§ **What is being asked**
Scan the listing that follows and report how many lines contain "total". Write the number alone.

§ **Supplied records**
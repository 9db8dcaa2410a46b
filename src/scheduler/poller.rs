use std::sync::atomic::{AtomicBool, Ordering};
use std::sync::Mutex;
use std::time::Duration;

use tracing::info;

use crate::config::Config;
use crate::session::DashboardSession;

use super::ScheduledTask;

/// Intervals of the two independent poll tasks.
#[derive(Debug, Clone, Copy, PartialEq, Eq)]
pub struct PollCadence {
    pub stats: Duration,
    pub health: Duration,
}

impl Default for PollCadence {
    fn default() -> Self {
        Self::from_config(&Config::default())
    }
}

impl PollCadence {
    pub fn from_config(config: &Config) -> Self {
        Self {
            stats: config.stats_interval(),
            health: config.health_interval(),
        }
    }
}

/// Drives the stats and health polls for one session.
pub struct Scheduler {
    session: DashboardSession,
    cadence: PollCadence,
    started: AtomicBool,
    tasks: Mutex<Vec<ScheduledTask>>,
}

impl Scheduler {
    pub fn new(session: DashboardSession, cadence: PollCadence) -> Self {
        Self {
            session,
            cadence,
            started: AtomicBool::new(false),
            tasks: Mutex::new(Vec::new()),
        }
    }

    /// Start both poll timers. Later calls are no-ops and return `false`.
    pub fn start(&self) -> bool {
        if self.started.swap(true, Ordering::SeqCst) {
            return false;
        }

        let stats_session = self.session.clone();
        let stats = ScheduledTask::every(self.cadence.stats, move || {
            let session = stats_session.clone();
            async move { session.refresh_stats().await }
        });

        let health_session = self.session.clone();
        let health = ScheduledTask::every(self.cadence.health, move || {
            let session = health_session.clone();
            async move { session.refresh_health().await }
        });

        self.tasks
            .lock()
            .unwrap_or_else(|poisoned| poisoned.into_inner())
            .extend([stats, health]);

        info!(
            stats_ms = self.cadence.stats.as_millis() as u64,
            health_ms = self.cadence.health.as_millis() as u64,
            "Polling started"
        );
        true
    }

    pub fn is_started(&self) -> bool {
        self.started.load(Ordering::SeqCst)
    }

    /// Timers keep running while hidden; only UI side effects are held back.
    /// Becoming visible again triggers one immediate refresh of both polls.
    pub fn set_visible(&self, visible: bool) {
        let was_visible = self.session.set_visible(visible);
        if visible == was_visible {
            return;
        }

        if visible {
            info!("Dashboard visible, refreshing now");
            let session = self.session.clone();
            tokio::spawn(async move {
                tokio::join!(session.refresh_stats(), session.refresh_health());
            });
        } else {
            info!("Dashboard hidden, holding back updates");
        }
    }

    /// Stop both timers. In-flight polls still complete.
    pub fn shutdown(&self) {
        let tasks = std::mem::take(
            &mut *self
                .tasks
                .lock()
                .unwrap_or_else(|poisoned| poisoned.into_inner()),
        );
        for task in &tasks {
            task.cancel();
        }
    }
}
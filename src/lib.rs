//! Operator dashboard for a distributed invoice sequence service.
//!
//! A [`session::DashboardSession`] owns the shared state; the [`scheduler::Scheduler`]
//! polls stats and health on independent timers, the [`orchestrator::ActionOrchestrator`]
//! runs operator actions, and presentation subscribes to [`events::DashboardEvent`]s.

pub mod chart;
pub mod config;
pub mod console;
pub mod events;
pub mod gateway;
pub mod notifications;
pub mod orchestrator;
pub mod render;
pub mod scheduler;
pub mod session;
pub mod state;
pub mod types;

#[cfg(test)]
mod testing;

pub use config::Config;
pub use session::DashboardSession;
pub use types::DashboardError;
//! Scripted gateway for exercising the session without a server.

use std::collections::VecDeque;
use std::sync::{Arc, Mutex};
use std::time::Duration;

use async_trait::async_trait;
use reqwest::StatusCode;

use crate::config::Config;
use crate::gateway::api::StatsResponse;
use crate::gateway::{
    DemoResponse, GatewayError, HealthResponse, NextSequenceResponse, Operation, ReleaseRequest,
    ReleaseResponse, ResetResponse, SequenceApi,
};
use crate::session::DashboardSession;

type Scripted<T> = Mutex<VecDeque<(Duration, Result<T, GatewayError>)>>;

/// Replies are consumed in call order; an empty script yields a plain success.
#[derive(Default)]
pub(crate) struct FakeGateway {
    next: Scripted<NextSequenceResponse>,
    stats: Scripted<StatsResponse>,
    health: Scripted<HealthResponse>,
    release: Scripted<ReleaseResponse>,
    reset: Scripted<ResetResponse>,
    demo: Scripted<DemoResponse>,
    calls: Mutex<Vec<Operation>>,
    releases: Mutex<Vec<ReleaseRequest>>,
}

pub(crate) fn unavailable(operation: Operation) -> GatewayError {
    GatewayError::Status {
        operation,
        status: StatusCode::SERVICE_UNAVAILABLE,
        detail: None,
    }
}

pub(crate) fn issued(sequence: u64, gap_filled: bool) -> NextSequenceResponse {
    NextSequenceResponse {
        success: true,
        sequence_numbers: vec![sequence],
        gap_filled,
        node_id: Some("node-1".to_string()),
        processing_time_ms: Some(4),
        ..Default::default()
    }
}

pub(crate) fn counter_stats(counter: u64) -> StatsResponse {
    StatsResponse {
        current_counter: Some(counter),
        ..Default::default()
    }
}

fn push<T>(script: &Scripted<T>, delay: Duration, reply: Result<T, GatewayError>) {
    script
        .lock()
        .unwrap()
        .push_back((delay, reply));
}

async fn reply<T: Default>(script: &Scripted<T>) -> Result<T, GatewayError> {
    let next = script.lock().unwrap().pop_front();
    match next {
        Some((delay, reply)) => {
            if !delay.is_zero() {
                tokio::time::sleep(delay).await;
            }
            reply
        }
        None => Ok(T::default()),
    }
}

impl FakeGateway {
    pub fn new() -> Arc<Self> {
        Arc::new(Self::default())
    }

    pub fn next_reply(&self, reply: Result<NextSequenceResponse, GatewayError>) {
        push(&self.next, Duration::ZERO, reply);
    }

    pub fn stats_reply(&self, reply: Result<StatsResponse, GatewayError>) {
        push(&self.stats, Duration::ZERO, reply);
    }

    pub fn stats_reply_after(&self, delay: Duration, reply: Result<StatsResponse, GatewayError>) {
        push(&self.stats, delay, reply);
    }

    pub fn health_reply(&self, reply: Result<HealthResponse, GatewayError>) {
        push(&self.health, Duration::ZERO, reply);
    }

    pub fn release_reply(&self, reply: Result<ReleaseResponse, GatewayError>) {
        push(&self.release, Duration::ZERO, reply);
    }

    pub fn reset_reply(&self, reply: Result<ResetResponse, GatewayError>) {
        push(&self.reset, Duration::ZERO, reply);
    }

    pub fn demo_reply(&self, reply: Result<DemoResponse, GatewayError>) {
        push(&self.demo, Duration::ZERO, reply);
    }

    pub fn calls(&self, operation: Operation) -> usize {
        self.calls
            .lock()
            .unwrap()
            .iter()
            .filter(|op| **op == operation)
            .count()
    }

    pub fn releases(&self) -> Vec<ReleaseRequest> {
        self.releases.lock().unwrap().clone()
    }

    fn record(&self, operation: Operation) {
        self.calls.lock().unwrap().push(operation);
    }
}

#[async_trait]
impl SequenceApi for FakeGateway {
    async fn next_sequence(
        &self,
        _site_id: &str,
        _partition_id: &str,
        _invoice_type: &str,
    ) -> Result<NextSequenceResponse, GatewayError> {
        self.record(Operation::NextSequence);
        reply(&self.next).await
    }

    async fn stats(&self) -> Result<StatsResponse, GatewayError> {
        self.record(Operation::Stats);
        reply(&self.stats).await
    }

    async fn health(&self) -> Result<HealthResponse, GatewayError> {
        self.record(Operation::Health);
        reply(&self.health).await
    }

    async fn release(&self, request: &ReleaseRequest) -> Result<ReleaseResponse, GatewayError> {
        self.record(Operation::Release);
        self.releases.lock().unwrap().push(request.clone());
        reply(&self.release).await
    }

    async fn reset(&self) -> Result<ResetResponse, GatewayError> {
        self.record(Operation::Reset);
        reply(&self.reset).await
    }

    async fn run_demo(&self, _demo_type: &str) -> Result<DemoResponse, GatewayError> {
        self.record(Operation::Demo);
        reply(&self.demo).await
    }
}

pub(crate) fn session_with(gateway: &Arc<FakeGateway>, config: &Config) -> DashboardSession {
    DashboardSession::new(gateway.clone(), config)
}

/// Let spawned tasks run to their next suspension point.
pub(crate) async fn settle() {
    for _ in 0..16 {
        tokio::task::yield_now().await;
    }
}
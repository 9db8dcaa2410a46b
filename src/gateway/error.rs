use std::fmt;

use reqwest::StatusCode;
use thiserror::Error;

/// The remote operation a gateway call was attempting.
#[derive(Debug, Clone, Copy, PartialEq, Eq, Hash)]
pub enum Operation {
    NextSequence,
    Stats,
    Health,
    Release,
    Reset,
    Demo,
}

impl Operation {
    pub fn as_str(&self) -> &'static str {
        match self {
            Operation::NextSequence => "fetch-next-sequence",
            Operation::Stats => "fetch-stats",
            Operation::Health => "fetch-health",
            Operation::Release => "release-sequence",
            Operation::Reset => "reset-system",
            Operation::Demo => "run-demo",
        }
    }
}

impl fmt::Display for Operation {
    fn fmt(&self, f: &mut fmt::Formatter<'_>) -> fmt::Result {
        f.write_str(self.as_str())
    }
}

/// Coarse failure class; callers treat `Transport` and `Application` alike.
#[derive(Debug, Clone, Copy, PartialEq, Eq)]
pub enum FailureKind {
    Transport,
    Application,
    Validation,
}

#[derive(Debug, Error)]
pub enum GatewayError {
    #[error("{operation} failed: {source}")]
    Transport {
        operation: Operation,
        #[source]
        source: reqwest::Error,
    },

    #[error("{operation} returned {status}{}", detail_suffix(.detail))]
    Status {
        operation: Operation,
        status: StatusCode,
        detail: Option<String>,
    },

    #[error("{operation} rejected: {message}")]
    Application {
        operation: Operation,
        message: String,
    },

    #[error("{operation} requires a non-empty {field}")]
    Validation {
        operation: Operation,
        field: &'static str,
    },

    #[error("{operation} rejected {field} '{value}': not a single path segment")]
    InvalidSegment {
        operation: Operation,
        field: &'static str,
        value: String,
    },
}

impl GatewayError {
    pub fn application(operation: Operation, message: impl Into<String>) -> Self {
        GatewayError::Application {
            operation,
            message: message.into(),
        }
    }

    pub fn operation(&self) -> Operation {
        match self {
            GatewayError::Transport { operation, .. }
            | GatewayError::Status { operation, .. }
            | GatewayError::Application { operation, .. }
            | GatewayError::Validation { operation, .. }
            | GatewayError::InvalidSegment { operation, .. } => *operation,
        }
    }

    pub fn kind(&self) -> FailureKind {
        match self {
            GatewayError::Transport { .. } | GatewayError::Status { .. } => FailureKind::Transport,
            GatewayError::Application { .. } => FailureKind::Application,
            GatewayError::Validation { .. } | GatewayError::InvalidSegment { .. } => {
                FailureKind::Validation
            }
        }
    }

    /// Operator-facing text without the operation prefix.
    pub fn reason(&self) -> String {
        match self {
            GatewayError::Transport { source, .. } => {
                if source.is_timeout() {
                    "request timed out".to_string()
                } else if source.is_connect() {
                    "service unreachable".to_string()
                } else if source.is_decode() {
                    "unexpected response body".to_string()
                } else {
                    source.to_string()
                }
            }
            GatewayError::Status { status, detail, .. } => match detail {
                Some(detail) => detail.clone(),
                None => format!("request failed with status {}", status.as_u16()),
            },
            GatewayError::Application { message, .. } => message.clone(),
            GatewayError::Validation { field, .. } => format!("{field} must not be empty"),
            GatewayError::InvalidSegment { field, value, .. } => {
                format!("{field} '{value}' may only contain letters, digits, '-' and '_'")
            }
        }
    }
}

fn detail_suffix(detail: &Option<String>) -> String {
    detail
        .as_deref()
        .map(|detail| format!(": {detail}"))
        .unwrap_or_default()
}
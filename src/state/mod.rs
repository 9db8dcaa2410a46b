mod demo;
mod display;
mod history;
mod snapshot;

pub use demo::{Classification, DemoTrace, TraceLine, TraceStyle};
pub use display::{
    clock_label, history_line, history_lines, LastSequence, StatCards, EMPTY_HISTORY_MESSAGE,
    PLACEHOLDER,
};
pub use history::{HistoryBuffer, SequenceEvent, HISTORY_CAPACITY};
pub use snapshot::{HealthState, StatsSnapshot};

#[cfg(test)]
pub(crate) use history::sample_event;

/// Dispatch/apply counters for one poll task.
///
/// Each dispatch takes a ticket; `accept` decides whether a completed response may be
/// applied. Without stale filtering every response is applied in completion order.
#[derive(Debug, Clone, Copy, Default, PartialEq, Eq)]
pub struct PollSequence {
    dispatched: u64,
    applied: u64,
}

impl PollSequence {
    pub fn dispatch(&mut self) -> u64 {
        self.dispatched += 1;
        self.dispatched
    }

    pub fn accept(&mut self, ticket: u64, discard_stale: bool) -> bool {
        if discard_stale && ticket < self.applied {
            return false;
        }
        self.applied = self.applied.max(ticket);
        true
    }
}

/// Everything the dashboard shows, owned by one session.
#[derive(Debug, Default)]
pub struct DashboardState {
    pub history: HistoryBuffer,
    pub last_sequence: LastSequence,
    pub stats: Option<StatsSnapshot>,
    pub health: HealthState,
    pub demo_trace: Option<DemoTrace>,
    pub visible: bool,
    pub(crate) stats_in_flight: usize,
    /// A `StatsLoading(true)` went out and still awaits its `false`.
    pub(crate) stats_loading_shown: bool,
    /// Set once the operator has actually seen the current failure streak.
    pub(crate) stats_failure_notified: bool,
    pub(crate) health_failure_notified: bool,
    pub(crate) stats_polls: PollSequence,
    pub(crate) health_polls: PollSequence,
}

impl DashboardState {
    pub fn new() -> Self {
        Self {
            visible: true,
            ..Self::default()
        }
    }
}
use std::fs;
use std::io;
use std::path::{Path, PathBuf};
use std::time::Duration;

use serde::{Deserialize, Serialize};

use crate::direction_buffer::BufferPolicy;
use crate::error::ConfigError;
use crate::grid::Board;

const APP_DIR_NAME: &str = "grid-snake";
const CONFIG_FILE_NAME: &str = "config.json";

/// Default board width in cells (800 px window at 50 px tiles).
pub const DEFAULT_GRID_WIDTH: u16 = 16;

/// Default board height in cells (600 px window at 50 px tiles).
pub const DEFAULT_GRID_HEIGHT: u16 = 12;

/// Smallest width that fits the three-cell starting snake.
pub const MIN_GRID_WIDTH: u16 = 3;

pub const MIN_GRID_HEIGHT: u16 = 1;

/// Cells in the starting snake; a board needs at least one more for the apple.
pub const INITIAL_SNAKE_LEN: usize = 3;

/// Default clock rate driving `Session::on_tick`.
pub const DEFAULT_TICK_HZ: u32 = 8;

pub const MAX_TICK_HZ: u32 = 60;

/// Score awarded per eaten apple.
pub const APPLE_POINTS: u32 = 10;

/// Random draws attempted before apple placement enumerates free cells.
pub const MAX_APPLE_SAMPLES: usize = 64;

/// Runtime configuration accepted by the engine and its shell.
#[derive(Debug, Clone, Eq, PartialEq, Serialize, Deserialize)]
#[serde(default)]
pub struct GameConfig {
    pub width: u16,
    pub height: u16,
    pub tick_hz: u32,
    pub buffer_policy: BufferPolicy,
    /// Fixed apple PRNG seed; `None` seeds from entropy.
    pub seed: Option<u64>,
}

impl Default for GameConfig {
    fn default() -> Self {
        Self {
            width: DEFAULT_GRID_WIDTH,
            height: DEFAULT_GRID_HEIGHT,
            tick_hz: DEFAULT_TICK_HZ,
            buffer_policy: BufferPolicy::default(),
            seed: None,
        }
    }
}

impl GameConfig {
    /// Loads configuration from `path`, or from the default location.
    ///
    /// An explicit path must exist. A missing file at the default location
    /// yields [`GameConfig::default`].
    pub fn load(path: Option<&Path>) -> Result<Self, ConfigError> {
        match path {
            Some(path) => Self::load_from_path(path),
            None => match default_config_path() {
                Some(path) => Self::load_or_default(&path),
                None => Ok(Self::default()),
            },
        }
    }

    /// Parses a JSON document; absent fields take their default values.
    pub fn from_json(raw: &str) -> Result<Self, ConfigError> {
        Ok(serde_json::from_str(raw)?)
    }

    /// Checks board dimensions and tick rate.
    pub fn validate(&self) -> Result<(), ConfigError> {
        self.board()?;
        if self.tick_hz == 0 || self.tick_hz > MAX_TICK_HZ {
            return Err(ConfigError::InvalidTickRate(self.tick_hz));
        }
        Ok(())
    }

    /// Returns the configured board.
    pub fn board(&self) -> Result<Board, ConfigError> {
        Board::new(self.width, self.height)
    }

    /// Interval between two ticks for the external clock.
    #[must_use]
    pub fn tick_interval(&self) -> Duration {
        Duration::from_secs(1) / self.tick_hz.max(1)
    }

    fn load_from_path(path: &Path) -> Result<Self, ConfigError> {
        let raw = fs::read_to_string(path).map_err(|source| ConfigError::Io {
            path: path.to_path_buf(),
            source,
        })?;
        Self::from_json(&raw)
    }

    fn load_or_default(path: &Path) -> Result<Self, ConfigError> {
        match fs::read_to_string(path) {
            Ok(raw) => Self::from_json(&raw),
            Err(e) if e.kind() == io::ErrorKind::NotFound => Ok(Self::default()),
            Err(source) => Err(ConfigError::Io {
                path: path.to_path_buf(),
                source,
            }),
        }
    }
}

/// Returns the platform-correct config file path.
#[must_use]
pub fn default_config_path() -> Option<PathBuf> {
    let mut base = dirs::config_dir()?;
    base.push(APP_DIR_NAME);
    base.push(CONFIG_FILE_NAME);
    Some(base)
}
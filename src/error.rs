use std::io;
use std::path::PathBuf;

use thiserror::Error;

use crate::grid::Cell;

/// Errors raised by the simulation engine and its input mapping.
#[derive(Debug, Error)]
pub enum GameError {
    /// An input token did not map to one of the four directions.
    #[error("invalid snake direction: {0:?}")]
    InvalidDirection(String),

    /// The snake covers every cell, so no apple can be placed.
    #[error("no free cell for apple on {width}x{height} board ({occupied} cells occupied)")]
    NoFreeCellForApple {
        width: u16,
        height: u16,
        occupied: usize,
    },

    /// A snake body must contain at least one cell.
    #[error("snake body must contain at least one cell")]
    EmptyBody,

    #[error("snake body lists cell {0:?} more than once")]
    DuplicateCell(Cell),

    #[error("cell {0:?} lies outside the board")]
    CellOutOfBounds(Cell),

    #[error("apple at {0:?} overlaps the snake")]
    AppleOnSnake(Cell),

    #[error(transparent)]
    Config(#[from] ConfigError),
}

/// Errors raised while loading or validating [`crate::config::GameConfig`].
#[derive(Debug, Error)]
pub enum ConfigError {
    #[error("failed to read config file {path}: {source}")]
    Io {
        path: PathBuf,
        #[source]
        source: io::Error,
    },

    #[error("malformed config: {0}")]
    Parse(#[from] serde_json::Error),

    /// The board cannot hold the three-cell starting snake plus an apple.
    #[error(
        "invalid board size {width}x{height} (need width >= 3, height >= 1 and more than 3 cells)"
    )]
    InvalidBoard { width: u16, height: u16 },

    #[error("invalid tick rate {0} Hz (expected 1..=60)")]
    InvalidTickRate(u32),

    #[error("unknown buffer policy {0:?} (expected drop-repeat or queue-one)")]
    UnknownPolicy(String),
}
use std::collections::{HashSet, VecDeque};

use crate::error::GameError;
use crate::grid::{Board, Cell};
use crate::input::Direction;

/// Ordered snake cells, tail first and head last.
///
/// `head` mirrors the back of `cells`, which is never empty.
#[derive(Debug, Clone, Eq, PartialEq)]
pub struct SnakeBody {
    cells: VecDeque<Cell>,
    head: Cell,
}

impl SnakeBody {
    /// Creates the starting snake for `board`.
    #[must_use]
    pub fn initial(board: Board) -> Self {
        let [tail, middle, head] = board.initial_snake();
        Self {
            cells: VecDeque::from([tail, middle, head]),
            head,
        }
    }

    /// Creates a snake from explicit cells (front is tail, back is head).
    ///
    /// Fails on an empty list or a cell listed twice.
    pub fn from_cells(cells: Vec<Cell>) -> Result<Self, GameError> {
        let Some(&head) = cells.last() else {
            return Err(GameError::EmptyBody);
        };

        let mut seen = HashSet::with_capacity(cells.len());
        if let Some(duplicate) = cells.iter().find(|cell| !seen.insert(**cell)) {
            return Err(GameError::DuplicateCell(*duplicate));
        }

        Ok(Self {
            cells: VecDeque::from(cells),
            head,
        })
    }

    /// Returns the current head position.
    #[must_use]
    pub fn head(&self) -> Cell {
        self.head
    }

    /// Returns the oldest cell.
    #[must_use]
    pub fn tail(&self) -> Cell {
        self.cells.front().copied().unwrap_or(self.head)
    }

    /// Head position after one step towards `direction`.
    #[must_use]
    pub fn next_head(&self, direction: Direction) -> Cell {
        self.head().advance(direction)
    }

    /// Returns true if any cell equals `cell`.
    #[must_use]
    pub fn occupies(&self, cell: Cell) -> bool {
        self.cells.contains(&cell)
    }

    /// Pushes `new_head`, then drops the tail unless the snake is growing.
    pub fn advance(&mut self, new_head: Cell, grow: bool) {
        self.cells.push_back(new_head);
        self.head = new_head;
        if !grow {
            let _ = self.cells.pop_front();
        }
    }

    /// Restores the starting snake for `board`.
    pub fn reset(&mut self, board: Board) {
        *self = Self::initial(board);
    }

    #[must_use]
    pub fn len(&self) -> usize {
        self.cells.len()
    }

    /// Returns true when there are no segments.
    #[must_use]
    pub fn is_empty(&self) -> bool {
        self.cells.is_empty()
    }

    /// Iterates over cells from tail to head.
    pub fn cells(&self) -> impl Iterator<Item = &Cell> {
        self.cells.iter()
    }
}
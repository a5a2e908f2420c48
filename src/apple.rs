use log::debug;
use rand::Rng;
use rand::seq::SliceRandom;

use crate::config::MAX_APPLE_SAMPLES;
use crate::error::GameError;
use crate::grid::{Board, Cell};
use crate::snake::SnakeBody;

/// Picks a uniformly random board cell not occupied by `body`.
///
/// Draws cell indices up to [`MAX_APPLE_SAMPLES`] times, then falls back to
/// choosing among the enumerated free cells so a crowded board still
/// terminates.
pub fn place_apple<R: Rng + ?Sized>(
    rng: &mut R,
    board: Board,
    body: &SnakeBody,
) -> Result<Cell, GameError> {
    let total = board.total_cells();
    let no_free_cell = || GameError::NoFreeCellForApple {
        width: board.width(),
        height: board.height(),
        occupied: body.len(),
    };

    if body.len() >= total {
        return Err(no_free_cell());
    }

    for _ in 0..MAX_APPLE_SAMPLES {
        let candidate = board.cell_at(rng.gen_range(0..total));
        if !body.occupies(candidate) {
            return Ok(candidate);
        }
    }

    debug!(
        "apple sampling exhausted after {MAX_APPLE_SAMPLES} draws, enumerating free cells ({} of {total} occupied)",
        body.len()
    );
    let free: Vec<Cell> = board.cells().filter(|cell| !body.occupies(*cell)).collect();
    free.choose(rng).copied().ok_or_else(no_free_cell)
}
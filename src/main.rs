use std::error::Error;
use std::fs;
use std::io::{self, Read, Write};
use std::path::PathBuf;
use std::thread;

use clap::Parser;
use grid_snake::config::GameConfig;
use grid_snake::direction_buffer::BufferPolicy;
use grid_snake::game::{GameEvent, Session};
use grid_snake::input::{GameInput, parse_script};
use log::{error, info};

/// Headless driver: feeds a command script to the engine and prints JSON.
#[derive(Debug, Parser)]
#[command(version, about)]
struct Cli {
    /// Config file (defaults to the platform config directory).
    #[arg(long)]
    config: Option<PathBuf>,

    /// Board width in cells.
    #[arg(long)]
    width: Option<u16>,

    /// Board height in cells.
    #[arg(long)]
    height: Option<u16>,

    /// Tick rate used with --realtime.
    #[arg(long = "tick-hz")]
    tick_hz: Option<u32>,

    /// Same-tick command handling: drop-repeat or queue-one.
    #[arg(long)]
    policy: Option<BufferPolicy>,

    /// Apple PRNG seed.
    #[arg(long)]
    seed: Option<u64>,

    /// Command script; reads stdin when omitted.
    #[arg(long)]
    script: Option<PathBuf>,

    /// Sleep one tick interval before every tick.
    #[arg(long)]
    realtime: bool,
}

fn main() -> Result<(), Box<dyn Error>> {
    env_logger::init();
    let cli = Cli::parse();

    if let Err(err) = run(cli) {
        error!("{err}");
        return Err(err);
    }
    Ok(())
}

fn run(cli: Cli) -> Result<(), Box<dyn Error>> {
    let config = resolve_config(&cli)?;
    info!(
        "board {}x{}, {} Hz, {:?}",
        config.width, config.height, config.tick_hz, config.buffer_policy
    );

    let raw = match &cli.script {
        Some(path) => fs::read_to_string(path)?,
        None => {
            let mut raw = String::new();
            io::stdin().read_to_string(&mut raw)?;
            raw
        }
    };
    let inputs = parse_script(&raw)?;

    let mut session = Session::new(&config)?;
    let stdout = io::stdout();
    let mut out = stdout.lock();

    for input in inputs {
        if input == GameInput::Quit {
            break;
        }
        if cli.realtime && input == GameInput::Tick {
            thread::sleep(config.tick_interval());
        }
        if let Some(event) = session.handle_input(input)? {
            emit_event(&mut out, &event)?;
        }
    }

    serde_json::to_writer(&mut out, &session.snapshot())?;
    writeln!(out)?;
    Ok(())
}

fn resolve_config(cli: &Cli) -> Result<GameConfig, Box<dyn Error>> {
    let mut config = GameConfig::load(cli.config.as_deref())?;

    if let Some(width) = cli.width {
        config.width = width;
    }
    if let Some(height) = cli.height {
        config.height = height;
    }
    if let Some(tick_hz) = cli.tick_hz {
        config.tick_hz = tick_hz;
    }
    if let Some(policy) = cli.policy {
        config.buffer_policy = policy;
    }
    if cli.seed.is_some() {
        config.seed = cli.seed;
    }

    config.validate()?;
    Ok(config)
}

fn emit_event(out: &mut impl Write, event: &GameEvent) -> io::Result<()> {
    serde_json::to_writer(&mut *out, event)?;
    writeln!(out)
}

§ **Your response**
4